[Opening Source material section]

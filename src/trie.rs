//! The trie engine (spec.md §4.4): insertion, lookup, prefix traversal,
//! dict materialization, and proof generation/verification.
//!
//! There is no direct teacher counterpart — `ejit-org-ejit-evm`'s
//! `cancun::trie::Trie` recomputes its whole root from an in-memory
//! `BTreeMap` on every `root()` call rather than maintaining an
//! incrementally-updated node tree, and has no node store, proofs, or
//! prefix queries at all. This module is grounded directly on the Python
//! original (`original_source/trie/trie.py`, `tests/test_key_prefix.py`)
//! instead, built on the tagged `Node`/`NodeRef` types, the `nibble`
//! codec, and the `store` module already ported from the teacher's and
//! the pack's idioms.

use std::collections::BTreeMap;

use tracing::{debug, trace};

use crate::error::Error;
use crate::hash::Hash32;
use crate::nibble::{bytes_to_nibbles, common_prefix_len, nibbles_to_bytes, starts_with};
use crate::node::{empty_trie_root, Node, NodeRef};
use crate::store::{EphemeralStore, NodeStore};

/// Maximum key length accepted by [`Trie::delete`] (spec.md §6).
const MAX_DELETE_KEY_LEN: usize = 32;

/// A hexary Merkle-Patricia trie backed by a [`NodeStore`].
pub struct Trie<S> {
    store: S,
    root_node: Node,
    root_hash: Hash32,
}
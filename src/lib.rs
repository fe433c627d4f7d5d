//! A hexary Merkle-Patricia trie: a persistent, content-addressed,
//! authenticated key-value store.
//!
//! Keys and values are arbitrary byte strings. The trie commits to its
//! entire contents in a single 32-byte root, and any party who trusts that
//! root can verify inclusion of a key/value pair, or of every key sharing
//! a common prefix, against a compact set of witness nodes.

pub mod error;
pub mod hash;
pub mod nibble;
pub mod node;
pub mod rlp;
pub mod store;
pub mod trie;

pub use error::Error;
pub use hash::Hash32;
pub use node::{Node, NodeRef};
pub use store::{EphemeralStore, NodeStore, RefCountedStore};
pub use trie::Trie;
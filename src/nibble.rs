//! Nibble sequences and hex-prefix (HP) encoding.
//!
//! Ported from the teacher's `bytes_to_nibble_list`/`nibble_list_to_compact`
//! in `cancun/trie.rs`, cross-checked against the exact bit layout in the
//! Python original's `trie/utils.py` (`pack_nibbles`/`unpack_to_nibbles`):
//! the flag nibble is `2*is_leaf + parity`, and an even-length sequence is
//! padded with a `0` nibble after the flag rather than folding the flag
//! into the first real nibble.

use crate::error::Error;

/// Internal-only sentinel marking the end of a leaf's key path. Never
/// appears in nibble sequences the caller can observe (`to_dict`, `update`
/// arguments and the byte strings this module round-trips).
pub const TERMINATOR: u8 = 16;

/// Converts a byte string into nibbles, two per byte, high nibble first.
pub fn bytes_to_nibbles(bytes: &[u8]) -> Vec<u8> {
    let mut out = Vec::with_capacity(bytes.len() * 2);
    for &b in bytes {
        out.push(b >> 4);
        out.push(b & 0x0f);
    }
    out
}

/// Packs a nibble sequence of even length back into bytes.
///
/// Fails with [`Error::InvalidNibbles`] if any nibble is out of range or
/// the sequence has odd length.
pub fn nibbles_to_bytes(nibbles: &[u8]) -> Result<Vec<u8>, Error> {
    if nibbles.len() % 2 != 0 || nibbles.iter().any(|&n| n > 15) {
        return Err(Error::InvalidNibbles);
    }
    let mut out = Vec::with_capacity(nibbles.len() / 2);
    for pair in nibbles.chunks_exact(2) {
        out.push(pair[0] * 16 + pair[1]);
    }
    Ok(out)
}

/// Packs a nibble sequence (without a trailing terminator) together with
/// a leaf/extension flag into hex-prefix-encoded bytes.
///
/// `is_leaf` selects the `t` bit of the flag nibble (spec.md §3); callers
/// pass the path nibbles without the terminator, as the terminator is
/// implied by `is_leaf` rather than carried in `nibbles`.
pub fn pack_hp(nibbles: &[u8], is_leaf: bool) -> Vec<u8> {
    let flag: u8 = if is_leaf { 2 } else { 0 };
    let odd = nibbles.len() % 2 == 1;
    let mut padded = Vec::with_capacity(nibbles.len() + 2);
    if odd {
        padded.push(flag | 1);
        padded.extend_from_slice(nibbles);
    } else {
        padded.push(flag);
        padded.push(0);
        padded.extend_from_slice(nibbles);
    }
    // `padded` now has even length and packs cleanly; the flag nibble is
    // always in range, so this cannot fail.
    nibbles_to_bytes(&padded).expect("hp-padded sequence is always even and in-range")
}

/// Inverse of [`pack_hp`]: recovers the nibble sequence and the leaf flag.
///
/// Fails with [`Error::InvalidNibbles`] if `bytes` is empty.
pub fn unpack_hp(bytes: &[u8]) -> Result<(Vec<u8>, bool), Error> {
    if bytes.is_empty() {
        return Err(Error::InvalidNibbles);
    }
    let nibbles = bytes_to_nibbles(bytes);
    let flag = nibbles[0];
    let is_leaf = flag & 2 != 0;
    let odd = flag & 1 != 0;
    let rest = if odd { &nibbles[1..] } else { &nibbles[2..] };
    Ok((rest.to_vec(), is_leaf))
}

/// True iff `prefix` is a proper or exact prefix of `full`.
pub fn starts_with(full: &[u8], prefix: &[u8]) -> bool {
    full.len() >= prefix.len() && full[..prefix.len()] == *prefix
}

/// Length of the longest common prefix of two nibble sequences.
pub fn common_prefix_len(a: &[u8], b: &[u8]) -> usize {
    a.iter().zip(b.iter()).take_while(|(x, y)| x == y).count()
}

#[cfg(test)]
mod tests {
    use super::*;
    use proptest::prelude::*;

    #[test]
    fn bytes_to_nibbles_empty() {
        assert_eq!(bytes_to_nibbles(b""), Vec::<u8>::new());
    }

    #[test]
    fn bytes_to_nibbles_basic() {
        assert_eq!(bytes_to_nibbles(b"\x12\xab"), vec![1, 2, 10, 11]);
    }

    #[test]
    fn nibbles_to_bytes_rejects_odd_length() {
        assert!(matches!(nibbles_to_bytes(&[1, 2, 3]), Err(Error::InvalidNibbles)));
    }

    #[test]
    fn nibbles_to_bytes_rejects_out_of_range() {
        assert!(matches!(nibbles_to_bytes(&[1, 16]), Err(Error::InvalidNibbles)));
    }

    #[test]
    fn hp_even_leaf() {
        let packed = pack_hp(&[1, 2, 3, 4], true);
        assert_eq!(packed, vec![0x20, 0x12, 0x34]);
        assert_eq!(unpack_hp(&packed).unwrap(), (vec![1, 2, 3, 4], true));
    }

    #[test]
    fn hp_odd_extension() {
        let packed = pack_hp(&[1, 2, 3], false);
        assert_eq!(packed, vec![0x11, 0x23]);
        assert_eq!(unpack_hp(&packed).unwrap(), (vec![1, 2, 3], false));
    }

    #[test]
    fn starts_with_basic() {
        assert!(starts_with(&[1, 2, 3], &[1, 2]));
        assert!(starts_with(&[1, 2, 3], &[1, 2, 3]));
        assert!(!starts_with(&[1, 2], &[1, 2, 3]));
        assert!(!starts_with(&[1, 2, 3], &[1, 3]));
    }

    proptest! {
        // P7: HP round-trips for every nibble sequence and flag.
        #[test]
        fn hp_round_trips(nibbles in proptest::collection::vec(0u8..16, 0..40), is_leaf in any::<bool>()) {
            let packed = pack_hp(&nibbles, is_leaf);
            prop_assert_eq!(unpack_hp(&packed).unwrap(), (nibbles, is_leaf));
        }

        #[test]
        fn bytes_nibbles_round_trip(bytes in proptest::collection::vec(any::<u8>(), 0..40)) {
            let nibbles = bytes_to_nibbles(&bytes);
            prop_assert_eq!(nibbles_to_bytes(&nibbles).unwrap(), bytes);
        }
    }
}
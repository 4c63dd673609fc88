//! # medcal-db
//!
//! Storage layer for medcal.
//!
//! The calendar store and job store are external collaborators of the
//! classification engine, reached only through the [`EventRepository`] and
//! [`JobRepository`] traits. This crate provides the in-memory
//! implementations used by the service binary and the test suites, plus the
//! [`Database`] bundle that wires them together.
//!
//! ## Example
//!
//! ```rust,ignore
//! use medcal_db::Database;
//! use medcal_core::{CalendarEvent, EventRepository};
//!
//! let db = Database::in_memory();
//! db.events.upsert(CalendarEvent::new("clinic", "evt-1")).await?;
//! assert_eq!(db.events.count().await?, 1);
//! ```

pub mod events;
pub mod jobs;

use std::path::Path;
use std::sync::Arc;

use tokio::sync::Notify;
use tracing::info;

pub use events::MemoryEventRepository;
pub use jobs::MemoryJobRepository;

use medcal_core::{CalendarEvent, EventRepository, JobRepository, Result};

/// Repository bundle shared by the API, the service, and the worker.
#[derive(Clone)]
pub struct Database {
    /// Calendar events and their persisted classification.
    pub events: Arc<dyn EventRepository>,
    /// Reclassification job records.
    pub jobs: Arc<dyn JobRepository>,
    /// Wakes the job worker when a job is queued.
    job_notify: Arc<Notify>,
}

impl Database {
    /// Fresh in-memory storage.
    pub fn in_memory() -> Self {
        let job_notify = Arc::new(Notify::new());
        Self {
            events: Arc::new(MemoryEventRepository::new()),
            jobs: Arc::new(MemoryJobRepository::with_notify(job_notify.clone())),
            job_notify,
        }
    }

    /// Replace the event repository (e.g. with an external calendar store).
    pub fn with_event_repository(mut self, events: Arc<dyn EventRepository>) -> Self {
        self.events = events;
        self
    }

    /// Get the job notification handle for event-driven waking.
    pub fn job_notify(&self) -> Arc<Notify> {
        self.job_notify.clone()
    }

    /// Insert or replace a batch of events, returning how many were stored.
    pub async fn seed_events(&self, events: Vec<CalendarEvent>) -> Result<usize> {
        let count = events.len();
        for event in events {
            self.events.upsert(event).await?;
        }
        Ok(count)
    }

    /// Load a JSON array of calendar events from disk into the event store.
    pub async fn seed_events_from_file(&self, path: impl AsRef<Path>) -> Result<usize> {
        let path = path.as_ref();
        let events = load_events_json(path)?;
        let count = self.seed_events(events).await?;
        info!(path = %path.display(), count, "Seeded calendar events");
        Ok(count)
    }
}

/// Read a JSON array of calendar events.
pub fn load_events_json(path: &Path) -> Result<Vec<CalendarEvent>> {
    let raw = std::fs::read_to_string(path)?;
    Ok(serde_json::from_str(&raw)?)
}
//! Error types for medcal.

use thiserror::Error;

/// Result type alias using medcal's Error type.
pub type Result<T> = std::result::Result<T, Error>;

/// Core error type for medcal operations.
#[derive(Error, Debug)]
pub enum Error {
    /// No stored event under this key (`calendarId:::eventId`)
    #[error("Event not found: {0}")]
    EventNotFound(String),

    /// No job record with this id
    #[error("Job not found: {0}")]
    JobNotFound(uuid::Uuid),

    /// Illegal job state transition or progress update
    #[error("Job error: {0}")]
    Job(String),

    /// Override entry, filter, or event key failed shape validation
    #[error("Validation error: {0}")]
    Validation(String),

    /// Calendar or job store rejected the operation
    #[error("Storage error: {0}")]
    Storage(String),

    /// Serialization/deserialization error
    #[error("Serialization error: {0}")]
    Serialization(String),

    /// HTTP/network request failed
    #[error("Request error: {0}")]
    Request(String),

    #[error("Internal error: {0}")]
    Internal(String),

    /// File I/O operation failed
    #[error("I/O error: {0}")]
    Io(#[from] std::io::Error),
}

impl From<serde_json::Error> for Error {
    fn from(e: serde_json::Error) -> Self {
        Error::Serialization(e.to_string())
    }
}

impl From<reqwest::Error> for Error {
    fn from(e: reqwest::Error) -> Self {
        Error::Request(e.to_string())
    }
}
//! # medcal-jobs
//!
//! Bulk reclassification job engine for medcal.
//!
//! This crate provides:
//! - The [`ReclassifyService`] used by the API: job submission with an
//!   eagerly counted total, idempotent status reads, and single-event
//!   classification
//! - An async [`JobWorker`] that claims pending jobs and runs their handler
//!   under a timeout
//! - The [`ReclassifyHandler`] that reapplies the classifier over the events
//!   selected by a missing-field filter
//! - Progress and lifecycle notifications via a broadcast channel
//!
//! ## Example
//!
//! ```ignore
//! use std::sync::Arc;
//! use medcal_core::{Classifier, ReclassifyFilter};
//! use medcal_db::Database;
//! use medcal_jobs::{ReclassifyService, WorkerBuilder, WorkerConfig};
//!
//! let db = Database::in_memory();
//! let service = ReclassifyService::new(db.clone(), Arc::new(Classifier::default()));
//!
//! let worker = WorkerBuilder::new(db)
//!     .with_config(WorkerConfig::from_env())
//!     .with_handler(service.handler())
//!     .build();
//! let handle = worker.start();
//!
//! let submitted = service.submit(ReclassifyFilter::default()).await?;
//! let job = service.status(submitted.job_id).await?;
//!
//! handle.shutdown().await?;
//! ```

pub mod handler;
pub mod reclassify;
pub mod service;
pub mod worker;

// Re-export core types
pub use medcal_core::*;

pub use handler::{JobContext, JobHandler, JobResult, NoOpHandler};
pub use reclassify::ReclassifyHandler;
pub use service::ReclassifyService;
pub use worker::{JobWorker, WorkerBuilder, WorkerConfig, WorkerEvent, WorkerHandle};

/// Default safety-net polling interval for job processing (milliseconds).
pub const DEFAULT_POLL_INTERVAL_MS: u64 = medcal_core::defaults::JOB_POLL_INTERVAL_MS;

/// Default job execution timeout (seconds).
pub const DEFAULT_JOB_TIMEOUT_SECS: u64 = medcal_core::defaults::JOB_TIMEOUT_SECS;
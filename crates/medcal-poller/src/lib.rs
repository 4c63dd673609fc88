//! # medcal-poller
//!
//! Client side of the reclassification API.
//!
//! - [`HttpClient`]: the three API calls with bounded retry and exponential
//!   backoff on transport failures and server errors
//! - [`JobTracker`]: a cooperative polling loop that follows one job to a
//!   terminal status and fires its completion or error callback exactly once
//!
//! ## Example
//!
//! ```ignore
//! use medcal_poller::{JobTracker, PollerConfig, TrackOptions};
//!
//! let config = PollerConfig::from_env();
//! let client = config.http_client()?;
//! let submitted = client.submit_reclassify_job(&Default::default()).await?;
//!
//! let tracker = JobTracker::new(client);
//! tracker.track(
//!     submitted.job_id,
//!     config
//!         .track_options()
//!         .on_complete(|job| println!("reclassified {}", job.result.reclassified))
//!         .on_error(|job| eprintln!("failed: {:?}", job.error)),
//! );
//! ```

pub mod config;
pub mod http;
pub mod tracker;

pub use config::PollerConfig;
pub use http::{HttpClient, HttpClientBuilder};
pub use tracker::{JobCallback, JobTracker, TrackOptions, TrackerSnapshot};
//! In-memory event repository.

use std::collections::BTreeMap;

use async_trait::async_trait;
use tokio::sync::RwLock;
use tracing::debug;

use medcal_core::{
    CalendarEvent, CategoryRules, Error, EventKey, EventRepository, FinalizedRecord,
    ReclassifyFilter, Result,
};

/// Events keyed by event key; iteration order is key order.
#[derive(Default)]
pub struct MemoryEventRepository {
    events: RwLock<BTreeMap<EventKey, CalendarEvent>>,
}

impl MemoryEventRepository {
    pub fn new() -> Self {
        Self::default()
    }
}

#[async_trait]
impl EventRepository for MemoryEventRepository {
    async fn upsert(&self, event: CalendarEvent) -> Result<()> {
        let key = EventKey::checked(&event.calendar_id, &event.event_id)?;
        self.events.write().await.insert(key, event);
        Ok(())
    }

    async fn get(&self, key: &EventKey) -> Result<Option<CalendarEvent>> {
        Ok(self.events.read().await.get(key).cloned())
    }

    async fn count(&self) -> Result<u64> {
        Ok(self.events.read().await.len() as u64)
    }

    async fn count_eligible(
        &self,
        filter: &ReclassifyFilter,
        rules: &CategoryRules,
    ) -> Result<u64> {
        let events = self.events.read().await;
        Ok(events.values().filter(|e| filter.matches(e, rules)).count() as u64)
    }

    async fn list_eligible(
        &self,
        filter: &ReclassifyFilter,
        rules: &CategoryRules,
        limit: usize,
    ) -> Result<Vec<CalendarEvent>> {
        let events = self.events.read().await;
        Ok(events
            .values()
            .filter(|e| filter.matches(e, rules))
            .take(limit)
            .cloned()
            .collect())
    }

    async fn apply_classification(&self, key: &EventKey, record: &FinalizedRecord) -> Result<()> {
        let mut events = self.events.write().await;
        let event = events
            .get_mut(key)
            .ok_or_else(|| Error::EventNotFound(key.to_string()))?;
        event.apply_record(record);
        debug!(event_key = %key, "Persisted classification");
        Ok(())
    }
}
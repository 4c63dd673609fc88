//! Poller configuration from the environment.

use std::time::Duration;

use medcal_core::{defaults, Result};

use crate::http::HttpClient;
use crate::tracker::TrackOptions;

/// Default base URL of the medcal API.
pub const DEFAULT_API_URL: &str = "http://127.0.0.1:3000";

#[derive(Debug, Clone, PartialEq, Eq)]
pub struct PollerConfig {
    pub api_url: String,
    pub poll_interval_ms: u64,
    pub http_max_attempts: usize,
    pub http_base_backoff_ms: u64,
    pub http_timeout_secs: u64,
}

impl Default for PollerConfig {
    fn default() -> Self {
        Self {
            api_url: DEFAULT_API_URL.to_string(),
            poll_interval_ms: defaults::POLL_INTERVAL_MS,
            http_max_attempts: defaults::HTTP_MAX_ATTEMPTS,
            http_base_backoff_ms: defaults::HTTP_BASE_BACKOFF_MS,
            http_timeout_secs: defaults::HTTP_TIMEOUT_SECS,
        }
    }
}

fn env_parse<T: std::str::FromStr>(name: &str) -> Option<T> {
    std::env::var(name).ok().and_then(|v| v.trim().parse().ok())
}

impl PollerConfig {
    /// Create config from environment variables (with defaults).
    ///
    /// | Variable | Default |
    /// |----------|---------|
    /// | `MEDCAL_API_URL` | `http://127.0.0.1:3000` |
    /// | `POLL_INTERVAL_MS` | `500` |
    /// | `HTTP_MAX_ATTEMPTS` | `3` |
    /// | `HTTP_BASE_BACKOFF_MS` | `200` |
    /// | `HTTP_TIMEOUT_SECS` | `30` |
    pub fn from_env() -> Self {
        let base = Self::default();
        Self {
            api_url: std::env::var("MEDCAL_API_URL").unwrap_or(base.api_url),
            poll_interval_ms: env_parse("POLL_INTERVAL_MS").unwrap_or(base.poll_interval_ms),
            http_max_attempts: env_parse::<usize>("HTTP_MAX_ATTEMPTS")
                .unwrap_or(base.http_max_attempts)
                .max(1),
            http_base_backoff_ms: env_parse("HTTP_BASE_BACKOFF_MS")
                .unwrap_or(base.http_base_backoff_ms),
            http_timeout_secs: env_parse("HTTP_TIMEOUT_SECS").unwrap_or(base.http_timeout_secs),
        }
    }

    /// Build an HTTP client with these transport settings.
    pub fn http_client(&self) -> Result<HttpClient> {
        HttpClient::builder(&self.api_url)
            .max_attempts(self.http_max_attempts)
            .base_backoff(Duration::from_millis(self.http_base_backoff_ms))
            .timeout(Duration::from_secs(self.http_timeout_secs))
            .build()
    }

    /// Tracking options with this poll interval and no callbacks.
    pub fn track_options(&self) -> TrackOptions {
        TrackOptions::default().poll_interval(Duration::from_millis(self.poll_interval_ms))
    }
}

#[cfg(test)]
mod tests {
    use super::*;

    #[test]
    fn test_defaults() {
        let config = PollerConfig::default();
        assert_eq!(config.poll_interval_ms, 500);
        assert_eq!(config.http_max_attempts, 3);
        assert_eq!(config.http_base_backoff_ms, 200);
        assert_eq!(
            config.track_options().poll_interval,
            Duration::from_millis(500)
        );
    }

    #[test]
    fn test_http_client_builds() {
        assert!(PollerConfig::default().http_client().is_ok());
    }
}
#[cfg(test)]
mod tests {
    use super::*;
    use serde_json::json;

    #[test]
    fn test_event_key_format() {
        let key = EventKey::new("clinic@group.calendar", "abc123");
        assert_eq!(key.as_str(), "clinic@group.calendar:::abc123");
        assert_eq!(key.parts(), Some(("clinic@group.calendar", "abc123")));
    }

    #[test]
    fn test_event_key_checked_rejects_separator() {
        assert!(EventKey::checked("cal:::x", "evt").is_err());
        assert!(EventKey::checked("cal", "").is_err());
        assert!(EventKey::checked("cal", "evt").is_ok());
    }

    #[test]
    fn test_job_status_wire_strings() {
        for (status, wire) in [
            (JobStatus::Pending, "\"pending\""),
            (JobStatus::Running, "\"running\""),
            (JobStatus::Completed, "\"completed\""),
            (JobStatus::Failed, "\"failed\""),
        ] {
            assert_eq!(serde_json::to_string(&status).unwrap(), wire);
            assert_eq!(status.as_str().parse::<JobStatus>().unwrap(), status);
        }
        assert!("cancelled".parse::<JobStatus>().is_err());
    }

    #[test]
    fn test_job_status_transitions() {
        assert!(JobStatus::Pending.can_transition_to(JobStatus::Running));
        assert!(JobStatus::Running.can_transition_to(JobStatus::Completed));
        assert!(JobStatus::Running.can_transition_to(JobStatus::Failed));
        assert!(!JobStatus::Pending.can_transition_to(JobStatus::Completed));
        assert!(!JobStatus::Completed.can_transition_to(JobStatus::Running));
        assert!(!JobStatus::Failed.can_transition_to(JobStatus::Completed));
    }

    #[test]
    fn test_progress_percent_zero_total() {
        assert_eq!(progress_percent(0, 0), 0);
        assert_eq!(progress_percent(5, 0), 0);
    }

    #[test]
    fn test_progress_percent_rounding() {
        assert_eq!(progress_percent(1, 3), 33);
        assert_eq!(progress_percent(2, 3), 67);
        assert_eq!(progress_percent(1, 200), 1);
        assert_eq!(progress_percent(1, 201), 0);
        assert_eq!(progress_percent(10, 10), 100);
        assert_eq!(progress_percent(u64::MAX, u64::MAX), 100);
    }

    #[test]
    fn test_job_serializes_wire_shape() {
        let mut job = Job::pending(JobType::Reclassify, 4, None);
        job.result.record(&["category", "amountPaid"]);
        let value = serde_json::to_value(&job).unwrap();
        assert_eq!(value["type"], "reclassify");
        assert_eq!(value["status"], "pending");
        assert_eq!(value["total"], 4);
        assert_eq!(value["result"]["reclassified"], 1);
        assert_eq!(value["result"]["fieldCounts"]["amountPaid"], 1);
        assert!(value.get("error").is_none());
    }

    #[test]
    fn test_changed_fields() {
        let prior = FinalizedRecord {
            category: Some("Roxair".into()),
            amount_paid: Some(10),
            ..Default::default()
        };
        let next = FinalizedRecord {
            category: Some("Roxair".into()),
            amount_paid: Some(0),
            attended: Some(false),
            ..Default::default()
        };
        assert_eq!(next.changed_fields(&prior), vec!["amountPaid", "attended"]);
        assert!(prior.changed_fields(&prior).is_empty());
    }

    #[test]
    fn test_override_accepts_numbers_and_strings() {
        let entry: OverrideEntry = serde_json::from_value(json!({
            "category": "Roxair",
            "amountExpected": 1500,
            "amountPaid": "$1.000",
            "dosageValue": 2.5,
            "attended": null
        }))
        .unwrap();
        assert_eq!(entry.amount_expected.as_deref(), Some("1500"));
        assert_eq!(entry.amount_paid.as_deref(), Some("$1.000"));
        assert_eq!(entry.dosage_value.as_deref(), Some("2.5"));
        assert_eq!(entry.attended, None);
    }

    #[test]
    fn test_override_validation() {
        let ok = OverrideEntry {
            category: Some("Roxair".into()),
            ..Default::default()
        };
        assert!(ok.validate().is_ok());

        let too_long = OverrideEntry {
            category: Some("x".repeat(OVERRIDE_TEXT_MAX_LEN + 1)),
            ..Default::default()
        };
        assert!(matches!(too_long.validate(), Err(Error::Validation(_))));

        let control = OverrideEntry {
            amount_paid: Some("12\u{0007}".into()),
            ..Default::default()
        };
        assert!(matches!(control.validate(), Err(Error::Validation(_))));
    }

    #[test]
    fn test_classify_request_flattens_override() {
        let request: ClassifyEventRequest = serde_json::from_value(json!({
            "calendarId": "cal",
            "eventId": "evt",
            "category": "Roxair",
            "attended": true
        }))
        .unwrap();
        assert_eq!(request.entry.category.as_deref(), Some("Roxair"));
        assert_eq!(request.entry.attended, Some(true));
        assert_eq!(request.validate().unwrap().as_str(), "cal:::evt");
    }

    #[test]
    fn test_filter_modes() {
        let rules = CategoryRules::builtin();
        let mut event = CalendarEvent::new("cal", "evt");
        event.category = Some("Roxair".into());

        let filter = ReclassifyFilter {
            missing_category: true,
            missing_amount: true,
            filter_mode: FilterMode::And,
            ..Default::default()
        };
        assert!(!filter.matches(&event, &rules));

        let filter = ReclassifyFilter {
            filter_mode: FilterMode::Or,
            ..filter
        };
        assert!(filter.matches(&event, &rules));
    }

    #[test]
    fn test_empty_filter_selects_everything() {
        let filter = ReclassifyFilter::default();
        assert!(filter.conditions().is_empty());
        assert!(filter.matches(&CalendarEvent::new("c", "e"), &CategoryRules::builtin()));
    }

    #[test]
    fn test_filter_deserializes_defaults() {
        let filter: ReclassifyFilter =
            serde_json::from_value(json!({"missingDosage": true, "filterMode": "AND"})).unwrap();
        assert!(filter.missing_dosage);
        assert!(!filter.missing_category);
        assert_eq!(filter.filter_mode, FilterMode::And);
    }

    #[test]
    fn test_missing_treatment_stage_only_for_stage_categories() {
        let rules = CategoryRules::builtin();
        let mut event = CalendarEvent::new("cal", "evt");
        event.category = Some("Roxair".into());
        assert!(!MissingField::TreatmentStage.is_missing(&event, &rules));

        event.category = Some("tratamiento subcutaneo".into());
        assert!(MissingField::TreatmentStage.is_missing(&event, &rules));

        event.treatment_stage = Some("Inducción".into());
        assert!(!MissingField::TreatmentStage.is_missing(&event, &rules));
    }
}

[Closing Source material section]

▶ [Work item]
Filter the listing above by the word "array"; copy each line that passes.

▶ [Result below]
    /// Load a JSON array of calendar events from disk into the event store.
/// Read a JSON array of calendar events.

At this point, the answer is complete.